---- Supplied entries

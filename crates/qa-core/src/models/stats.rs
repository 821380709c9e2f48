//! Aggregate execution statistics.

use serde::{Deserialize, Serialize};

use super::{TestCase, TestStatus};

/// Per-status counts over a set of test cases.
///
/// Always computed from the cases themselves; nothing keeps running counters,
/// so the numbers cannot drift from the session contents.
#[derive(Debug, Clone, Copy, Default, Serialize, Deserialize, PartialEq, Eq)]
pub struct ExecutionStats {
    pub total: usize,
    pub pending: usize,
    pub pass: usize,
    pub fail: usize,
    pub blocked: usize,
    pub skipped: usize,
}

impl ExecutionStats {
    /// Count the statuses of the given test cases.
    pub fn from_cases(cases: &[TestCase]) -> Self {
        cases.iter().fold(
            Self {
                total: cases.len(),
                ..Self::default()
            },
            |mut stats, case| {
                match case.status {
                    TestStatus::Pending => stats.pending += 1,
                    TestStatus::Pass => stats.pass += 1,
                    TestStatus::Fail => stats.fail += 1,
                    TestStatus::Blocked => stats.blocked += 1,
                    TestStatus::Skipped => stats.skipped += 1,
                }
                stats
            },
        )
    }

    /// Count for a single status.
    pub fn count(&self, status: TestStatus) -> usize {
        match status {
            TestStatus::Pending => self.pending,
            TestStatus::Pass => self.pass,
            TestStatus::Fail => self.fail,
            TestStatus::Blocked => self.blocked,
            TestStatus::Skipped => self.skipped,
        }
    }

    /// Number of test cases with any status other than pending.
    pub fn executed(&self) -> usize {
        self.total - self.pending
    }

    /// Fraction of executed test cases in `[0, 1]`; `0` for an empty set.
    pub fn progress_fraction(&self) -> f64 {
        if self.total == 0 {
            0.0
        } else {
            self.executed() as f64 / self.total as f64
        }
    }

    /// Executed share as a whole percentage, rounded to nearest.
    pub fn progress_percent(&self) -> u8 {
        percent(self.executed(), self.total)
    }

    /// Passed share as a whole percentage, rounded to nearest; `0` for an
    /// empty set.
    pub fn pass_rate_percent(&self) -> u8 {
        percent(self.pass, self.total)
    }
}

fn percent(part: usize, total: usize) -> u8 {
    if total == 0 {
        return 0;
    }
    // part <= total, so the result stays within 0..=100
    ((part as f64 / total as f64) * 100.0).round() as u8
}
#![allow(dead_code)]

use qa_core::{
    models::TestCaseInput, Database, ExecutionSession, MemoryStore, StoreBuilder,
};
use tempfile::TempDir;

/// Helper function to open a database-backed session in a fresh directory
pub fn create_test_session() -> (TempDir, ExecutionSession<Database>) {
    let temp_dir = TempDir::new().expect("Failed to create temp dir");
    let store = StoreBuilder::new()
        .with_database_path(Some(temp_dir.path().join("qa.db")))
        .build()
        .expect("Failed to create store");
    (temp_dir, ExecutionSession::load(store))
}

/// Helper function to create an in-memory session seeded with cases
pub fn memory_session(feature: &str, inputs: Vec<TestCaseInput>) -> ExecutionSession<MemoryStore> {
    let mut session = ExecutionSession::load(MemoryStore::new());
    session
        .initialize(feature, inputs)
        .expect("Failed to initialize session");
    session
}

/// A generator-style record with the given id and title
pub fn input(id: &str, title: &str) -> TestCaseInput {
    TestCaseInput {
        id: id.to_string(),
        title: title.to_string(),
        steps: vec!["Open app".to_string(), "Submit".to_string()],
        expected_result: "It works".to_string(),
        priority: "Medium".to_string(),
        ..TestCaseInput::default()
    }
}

--------
---- Supplied entries

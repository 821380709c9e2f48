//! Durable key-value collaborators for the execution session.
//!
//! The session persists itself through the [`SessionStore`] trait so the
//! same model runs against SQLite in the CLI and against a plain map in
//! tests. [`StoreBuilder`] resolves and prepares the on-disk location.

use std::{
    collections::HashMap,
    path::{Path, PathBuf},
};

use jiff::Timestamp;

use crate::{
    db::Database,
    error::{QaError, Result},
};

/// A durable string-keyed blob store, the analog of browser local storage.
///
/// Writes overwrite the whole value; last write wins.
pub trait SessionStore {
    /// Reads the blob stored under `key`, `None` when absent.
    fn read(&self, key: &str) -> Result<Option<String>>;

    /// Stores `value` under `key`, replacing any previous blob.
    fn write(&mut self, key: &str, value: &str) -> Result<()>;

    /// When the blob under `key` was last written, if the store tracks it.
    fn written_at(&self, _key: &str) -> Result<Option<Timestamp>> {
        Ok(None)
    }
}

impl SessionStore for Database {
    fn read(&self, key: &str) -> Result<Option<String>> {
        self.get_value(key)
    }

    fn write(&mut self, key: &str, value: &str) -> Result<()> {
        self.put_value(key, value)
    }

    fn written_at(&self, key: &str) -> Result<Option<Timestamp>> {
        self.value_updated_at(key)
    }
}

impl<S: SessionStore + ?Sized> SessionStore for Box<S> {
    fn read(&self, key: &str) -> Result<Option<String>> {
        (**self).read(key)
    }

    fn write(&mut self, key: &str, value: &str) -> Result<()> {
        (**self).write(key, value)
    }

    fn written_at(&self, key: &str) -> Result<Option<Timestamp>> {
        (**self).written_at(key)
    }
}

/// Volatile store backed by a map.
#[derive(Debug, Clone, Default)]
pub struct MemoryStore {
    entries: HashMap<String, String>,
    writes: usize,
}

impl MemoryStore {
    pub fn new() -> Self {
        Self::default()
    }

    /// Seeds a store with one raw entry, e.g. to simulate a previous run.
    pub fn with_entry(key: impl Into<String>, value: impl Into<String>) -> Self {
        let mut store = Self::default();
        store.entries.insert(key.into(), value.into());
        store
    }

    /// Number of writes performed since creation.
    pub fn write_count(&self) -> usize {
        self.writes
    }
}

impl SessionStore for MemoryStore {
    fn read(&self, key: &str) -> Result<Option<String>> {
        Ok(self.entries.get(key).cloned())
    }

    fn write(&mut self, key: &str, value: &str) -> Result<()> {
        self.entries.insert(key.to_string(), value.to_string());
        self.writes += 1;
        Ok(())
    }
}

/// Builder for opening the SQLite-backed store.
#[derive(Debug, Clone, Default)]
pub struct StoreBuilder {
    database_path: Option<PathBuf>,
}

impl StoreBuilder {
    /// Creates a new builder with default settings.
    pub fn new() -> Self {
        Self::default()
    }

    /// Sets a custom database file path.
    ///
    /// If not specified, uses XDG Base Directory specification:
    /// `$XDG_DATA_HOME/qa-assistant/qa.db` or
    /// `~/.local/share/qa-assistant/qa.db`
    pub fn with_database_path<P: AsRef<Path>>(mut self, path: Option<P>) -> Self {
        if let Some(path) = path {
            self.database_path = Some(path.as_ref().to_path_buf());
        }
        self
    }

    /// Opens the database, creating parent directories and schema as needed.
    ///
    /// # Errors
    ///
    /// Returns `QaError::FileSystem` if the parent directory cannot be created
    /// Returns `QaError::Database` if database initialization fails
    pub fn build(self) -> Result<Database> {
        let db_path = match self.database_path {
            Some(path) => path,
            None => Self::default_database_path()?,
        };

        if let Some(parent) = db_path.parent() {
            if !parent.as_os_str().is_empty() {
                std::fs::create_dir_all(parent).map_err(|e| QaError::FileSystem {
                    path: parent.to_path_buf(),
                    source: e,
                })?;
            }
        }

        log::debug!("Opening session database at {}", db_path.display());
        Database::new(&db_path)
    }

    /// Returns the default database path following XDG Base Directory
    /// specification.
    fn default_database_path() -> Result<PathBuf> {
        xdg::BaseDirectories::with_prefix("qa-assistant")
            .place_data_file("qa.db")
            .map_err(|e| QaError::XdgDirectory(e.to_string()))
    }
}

--------

• _Task statement_
Could you copy every line in the records that holds "usize"?

• _Written solution_
    pub total: usize,
    pub pending: usize,
    pub pass: usize,
    pub fail: usize,
    pub blocked: usize,
    pub skipped: usize,
    pub fn count(&self, status: TestStatus) -> usize {
    pub fn executed(&self) -> usize {
fn percent(part: usize, total: usize) -> u8 {
    writes: usize,
    pub fn write_count(&self) -> usize {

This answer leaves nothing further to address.